Data under study:
[Start of section]

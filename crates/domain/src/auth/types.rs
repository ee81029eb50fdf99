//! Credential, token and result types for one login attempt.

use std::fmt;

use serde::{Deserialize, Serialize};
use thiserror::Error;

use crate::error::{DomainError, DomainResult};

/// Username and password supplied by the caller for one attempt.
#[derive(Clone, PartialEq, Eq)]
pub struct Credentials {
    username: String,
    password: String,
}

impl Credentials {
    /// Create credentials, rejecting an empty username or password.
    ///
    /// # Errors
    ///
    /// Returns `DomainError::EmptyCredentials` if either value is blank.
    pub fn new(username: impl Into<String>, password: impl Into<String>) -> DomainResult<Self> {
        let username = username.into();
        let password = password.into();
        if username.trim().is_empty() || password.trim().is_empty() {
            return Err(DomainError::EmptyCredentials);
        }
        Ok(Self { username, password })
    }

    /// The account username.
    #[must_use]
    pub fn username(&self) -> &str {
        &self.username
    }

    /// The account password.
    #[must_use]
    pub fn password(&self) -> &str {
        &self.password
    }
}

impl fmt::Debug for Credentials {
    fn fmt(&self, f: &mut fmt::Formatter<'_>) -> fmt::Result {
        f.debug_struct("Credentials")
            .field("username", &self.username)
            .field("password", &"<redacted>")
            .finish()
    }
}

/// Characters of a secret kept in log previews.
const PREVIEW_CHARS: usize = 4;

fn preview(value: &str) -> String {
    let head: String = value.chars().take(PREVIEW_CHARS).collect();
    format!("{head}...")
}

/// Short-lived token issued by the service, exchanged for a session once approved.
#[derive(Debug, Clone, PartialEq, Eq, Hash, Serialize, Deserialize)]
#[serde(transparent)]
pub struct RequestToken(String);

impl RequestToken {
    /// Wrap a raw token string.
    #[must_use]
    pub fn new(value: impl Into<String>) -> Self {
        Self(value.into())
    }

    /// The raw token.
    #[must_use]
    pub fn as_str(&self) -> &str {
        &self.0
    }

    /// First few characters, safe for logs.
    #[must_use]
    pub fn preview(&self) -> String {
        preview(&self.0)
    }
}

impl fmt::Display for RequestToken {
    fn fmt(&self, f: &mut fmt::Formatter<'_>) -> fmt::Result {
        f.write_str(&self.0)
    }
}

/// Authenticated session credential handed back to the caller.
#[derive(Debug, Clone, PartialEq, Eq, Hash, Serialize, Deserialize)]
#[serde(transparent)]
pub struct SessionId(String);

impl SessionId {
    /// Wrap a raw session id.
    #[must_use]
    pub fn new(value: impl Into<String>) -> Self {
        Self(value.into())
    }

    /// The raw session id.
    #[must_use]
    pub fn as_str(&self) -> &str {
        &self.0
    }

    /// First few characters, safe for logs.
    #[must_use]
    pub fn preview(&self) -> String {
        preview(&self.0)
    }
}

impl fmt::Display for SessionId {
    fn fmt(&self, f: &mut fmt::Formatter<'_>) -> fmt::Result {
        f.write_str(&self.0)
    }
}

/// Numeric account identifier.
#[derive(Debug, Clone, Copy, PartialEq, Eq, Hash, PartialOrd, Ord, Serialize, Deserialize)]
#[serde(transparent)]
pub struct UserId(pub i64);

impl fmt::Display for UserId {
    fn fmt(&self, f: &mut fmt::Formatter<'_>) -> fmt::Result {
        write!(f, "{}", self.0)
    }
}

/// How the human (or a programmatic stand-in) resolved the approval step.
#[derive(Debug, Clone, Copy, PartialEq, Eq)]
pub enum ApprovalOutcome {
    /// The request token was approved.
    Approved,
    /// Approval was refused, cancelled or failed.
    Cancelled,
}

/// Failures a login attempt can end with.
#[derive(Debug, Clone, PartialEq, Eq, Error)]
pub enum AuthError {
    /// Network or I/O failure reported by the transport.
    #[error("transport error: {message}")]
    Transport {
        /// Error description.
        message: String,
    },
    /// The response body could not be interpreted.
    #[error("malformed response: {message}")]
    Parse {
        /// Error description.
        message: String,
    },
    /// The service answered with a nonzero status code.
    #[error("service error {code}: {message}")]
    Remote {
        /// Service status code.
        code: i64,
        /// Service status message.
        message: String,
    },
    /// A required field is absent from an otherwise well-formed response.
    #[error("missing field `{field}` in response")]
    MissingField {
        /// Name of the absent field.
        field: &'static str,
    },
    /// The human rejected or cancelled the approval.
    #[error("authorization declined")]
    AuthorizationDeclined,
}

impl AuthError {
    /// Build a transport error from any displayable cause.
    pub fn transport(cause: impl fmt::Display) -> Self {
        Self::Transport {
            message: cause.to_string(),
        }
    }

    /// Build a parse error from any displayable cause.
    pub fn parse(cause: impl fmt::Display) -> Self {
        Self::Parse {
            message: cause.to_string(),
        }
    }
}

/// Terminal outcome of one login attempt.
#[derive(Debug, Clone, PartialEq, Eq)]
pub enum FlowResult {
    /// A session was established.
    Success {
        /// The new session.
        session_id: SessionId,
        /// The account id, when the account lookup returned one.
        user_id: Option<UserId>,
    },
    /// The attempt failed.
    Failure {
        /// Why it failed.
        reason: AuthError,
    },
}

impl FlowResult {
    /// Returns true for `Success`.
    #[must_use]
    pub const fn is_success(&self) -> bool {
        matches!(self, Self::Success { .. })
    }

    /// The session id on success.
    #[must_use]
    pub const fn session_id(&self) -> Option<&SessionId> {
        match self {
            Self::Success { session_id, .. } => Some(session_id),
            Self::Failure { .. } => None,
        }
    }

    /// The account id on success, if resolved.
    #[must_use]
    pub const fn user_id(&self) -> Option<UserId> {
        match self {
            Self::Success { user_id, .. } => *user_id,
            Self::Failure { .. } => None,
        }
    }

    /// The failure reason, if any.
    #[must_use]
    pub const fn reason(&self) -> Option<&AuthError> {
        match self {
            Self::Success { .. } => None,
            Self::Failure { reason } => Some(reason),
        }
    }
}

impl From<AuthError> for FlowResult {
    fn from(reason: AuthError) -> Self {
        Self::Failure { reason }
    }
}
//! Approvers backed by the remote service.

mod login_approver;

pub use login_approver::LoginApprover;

[End of section]
[Start of section]

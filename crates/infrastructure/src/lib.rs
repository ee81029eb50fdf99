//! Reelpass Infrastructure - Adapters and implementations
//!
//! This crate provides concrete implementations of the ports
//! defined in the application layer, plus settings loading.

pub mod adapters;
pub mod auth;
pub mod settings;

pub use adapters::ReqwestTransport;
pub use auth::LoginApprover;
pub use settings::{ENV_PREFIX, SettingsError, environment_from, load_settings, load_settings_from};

[End of section]
[Start of section]

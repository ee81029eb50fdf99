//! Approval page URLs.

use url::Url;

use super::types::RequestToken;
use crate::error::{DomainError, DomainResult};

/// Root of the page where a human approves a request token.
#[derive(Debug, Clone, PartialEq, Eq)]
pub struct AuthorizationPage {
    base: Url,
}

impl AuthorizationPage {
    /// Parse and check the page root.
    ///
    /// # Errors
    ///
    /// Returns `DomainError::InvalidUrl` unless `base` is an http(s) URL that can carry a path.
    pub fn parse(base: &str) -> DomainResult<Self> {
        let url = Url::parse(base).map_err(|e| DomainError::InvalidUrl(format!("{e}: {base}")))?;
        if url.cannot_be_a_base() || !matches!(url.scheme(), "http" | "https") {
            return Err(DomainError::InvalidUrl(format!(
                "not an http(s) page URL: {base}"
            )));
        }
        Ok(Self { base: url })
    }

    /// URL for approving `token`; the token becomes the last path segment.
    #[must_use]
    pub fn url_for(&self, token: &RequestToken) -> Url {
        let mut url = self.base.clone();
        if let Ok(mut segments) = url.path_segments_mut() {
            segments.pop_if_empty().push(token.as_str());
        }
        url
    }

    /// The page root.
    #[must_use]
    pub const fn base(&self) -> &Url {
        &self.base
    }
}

[End of section]

Exercise description:
Show, from the entries above, every line that includes the string "filename".

Written answer:
filename crates/domain/src/auth/types.rs
filename crates/infrastructure/src/lib.rs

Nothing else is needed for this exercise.